Here he meets a young video store clerk and his girlfriend, John and Jane (Joshua Jackson and Marisa Coughlan). They represent to him an ideal, the life he once had before fame. Where love was real and a commitment meant something. What does he do with this new found inspiration? He stalks them of course, buying the apartment opposite them and monitoring their every move. In the process he infects their relationship with his misery, resulting in their own break up. Using a little more of his own psychotic logic, Gray jumps in to save the day, solving the problem by beating the crap out of Jackson. Thus freeing himself from his demons, Gray is then able to move on to a happier place, the great movie theater in the sky...

Goldberg may be accused of solipsism. This is a movie about an actor, directed by an actor. And why not, aren't you supposed to write what you know? The main character is utterly self indulgent, he has a potentially great life but seems to be caught up in his own 'poor me' world. Bummer, successful movie star, married to another movie star, just how bad can life get?! Buy then again, who were the Montagues and the Capulets other than wealthy, self indulgent individuals? The same character flaw applies here as in Romeo and Juliet. The central character is not a philanthropist, he thinks of no-one other than himself and for that he pays the ultimate price. That's what makes this movie a modern day tragedy, a cautionary tale.

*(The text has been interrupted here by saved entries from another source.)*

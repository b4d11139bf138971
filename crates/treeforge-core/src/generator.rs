//! Generation capability and instruction templates
//!
//! The pipeline's only coupling to any model vendor: an ordered list of
//! role/content messages in, raw text out. Vendor adapters live outside
//! the core and implement [`Generator`].

use std::path::PathBuf;

use async_trait::async_trait;
use serde::{Deserialize, Serialize};

use crate::error::{ForgeError, Result};
use crate::storage::{LocalStorage, Storage};

/// Name of the fixed system instruction used by every structure run
pub const STRUCTURE_INSTRUCTION: &str = "structure";

#[derive(Debug, Clone, Copy, PartialEq, Eq, Serialize, Deserialize)]
#[serde(rename_all = "lowercase")]
pub enum Role {
    System,
    User,
    Assistant,
}

#[derive(Debug, Clone, Serialize, Deserialize)]
pub struct ChatMessage {
    pub role: Role,
    pub content: String,
}

impl ChatMessage {
    pub fn system(content: impl Into<String>) -> Self {
        Self {
            role: Role::System,
            content: content.into(),
        }
    }

    pub fn user(content: impl Into<String>) -> Self {
        Self {
            role: Role::User,
            content: content.into(),
        }
    }
}

/// External completion capability
#[async_trait]
pub trait Generator: Send + Sync {
    /// Generate a text completion for the given conversation
    async fn generate(&self, messages: &[ChatMessage]) -> Result<String>;
}

/// Named lookup for fixed instruction templates
#[async_trait]
pub trait InstructionStore: Send + Sync {
    async fn load(&self, name: &str) -> Result<String>;
}

/// Instruction templates stored as `<dir>/<name>.txt`
pub struct FileInstructionStore {
    dir: PathBuf,
    storage: LocalStorage,
}

impl FileInstructionStore {
    pub fn new(dir: impl Into<PathBuf>) -> Self {
        Self {
            dir: dir.into(),
            storage: LocalStorage::new(),
        }
    }
}

#[async_trait]
impl InstructionStore for FileInstructionStore {
    async fn load(&self, name: &str) -> Result<String> {
        let path = self.dir.join(format!("{}.txt", name));
        self.storage.read_file(&path).await.ok_or_else(|| {
            ForgeError::Config(format!(
                "instruction template not found: {}",
                path.display()
            ))
        })
    }
}

#[cfg(test)]
mod tests {
    use super::*;

    #[tokio::test]
    async fn loads_template_by_name() {
        let dir = tempfile::tempdir().unwrap();
        let storage = LocalStorage::new();
        storage
            .write_file(&dir.path().join("structure.txt"), "respond with JSON")
            .await
            .unwrap();

        let store = FileInstructionStore::new(dir.path());
        let text = store.load(STRUCTURE_INSTRUCTION).await.unwrap();
        assert_eq!(text, "respond with JSON");
    }

    #[tokio::test]
    async fn missing_template_is_a_config_error() {
        let dir = tempfile::tempdir().unwrap();
        let store = FileInstructionStore::new(dir.path());
        assert!(matches!(
            store.load("structure").await,
            Err(ForgeError::Config(_))
        ));
    }
}
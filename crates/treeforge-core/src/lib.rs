//! TreeForge - Core Library
//!
//! Structured project generation: recovers a project-tree JSON shape
//! from model output, partitions it into bounded chunks, drives a
//! one-request-per-chunk generation step, and materializes the result
//! onto a storage backend.

pub mod codec;
pub mod config;
pub mod error;
pub mod generator;
pub mod materialize;
pub mod orchestrator;
pub mod partition;
pub mod prompt;
pub mod storage;
pub mod types;

pub use codec::*;
pub use config::*;
pub use error::*;
pub use generator::*;
pub use materialize::*;
pub use orchestrator::*;
pub use partition::*;
pub use prompt::*;
pub use storage::*;
pub use types::*;
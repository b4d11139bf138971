//! Operator interaction
//!
//! The overwrite policy is a pure decision function; resolving
//! `AskOperator` through a live terminal is an adapter concern, which
//! keeps the orchestrator state machine testable without one.

use async_trait::async_trait;

use crate::error::Result;
use crate::types::RunMode;

/// What to do about files that already exist in the output directory
#[derive(Debug, Clone, Copy, PartialEq, Eq)]
pub enum OverwriteDecision {
    Proceed,
    AskOperator,
}

/// Whether the run advances to the next chunk
#[derive(Debug, Clone, Copy, PartialEq, Eq)]
pub enum ChunkControl {
    Continue,
    Stop,
}

/// Pure overwrite policy: no conflicts or auto-continue mode proceed
/// silently; conflicts in interactive mode go to the operator.
pub fn overwrite_decision(existing: &[String], mode: RunMode) -> OverwriteDecision {
    if existing.is_empty() || mode == RunMode::AutoContinue {
        OverwriteDecision::Proceed
    } else {
        OverwriteDecision::AskOperator
    }
}

/// I/O adapter resolving operator decisions
#[async_trait]
pub trait OperatorPrompt: Send + Sync {
    /// Ask whether the listed existing files may be overwritten
    async fn confirm_overwrite(&self, existing: &[String]) -> Result<bool>;

    /// Pause between chunks; `Stop` ends the run gracefully
    async fn continue_to_next_chunk(&self) -> Result<ChunkControl>;
}

/// Prompt that always proceeds; used in auto-continue mode and tests
pub struct AutoPrompt;

#[async_trait]
impl OperatorPrompt for AutoPrompt {
    async fn confirm_overwrite(&self, _existing: &[String]) -> Result<bool> {
        Ok(true)
    }

    async fn continue_to_next_chunk(&self) -> Result<ChunkControl> {
        Ok(ChunkControl::Continue)
    }
}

Sure, it speaks to actors more strongly than anyone else but there's a message in it for everyone. The grass is always greener.

Richly textured and layered, the film shows many influences from David Lynch to David Fincher. Goldberg gets magnificent perfomances from an astonishing cast. Ribisi is dazzling in his misery, Jared Harris and Eric Siegel hilarious, and Marisa Coughlan puts up an incredibly mature performance in a role that she could have coasted through. The cinematography is excellent, giving the film a look way more impressive than the budget.

This is the kind of movie that if you get it and it touches you, you won't want to stop watching it.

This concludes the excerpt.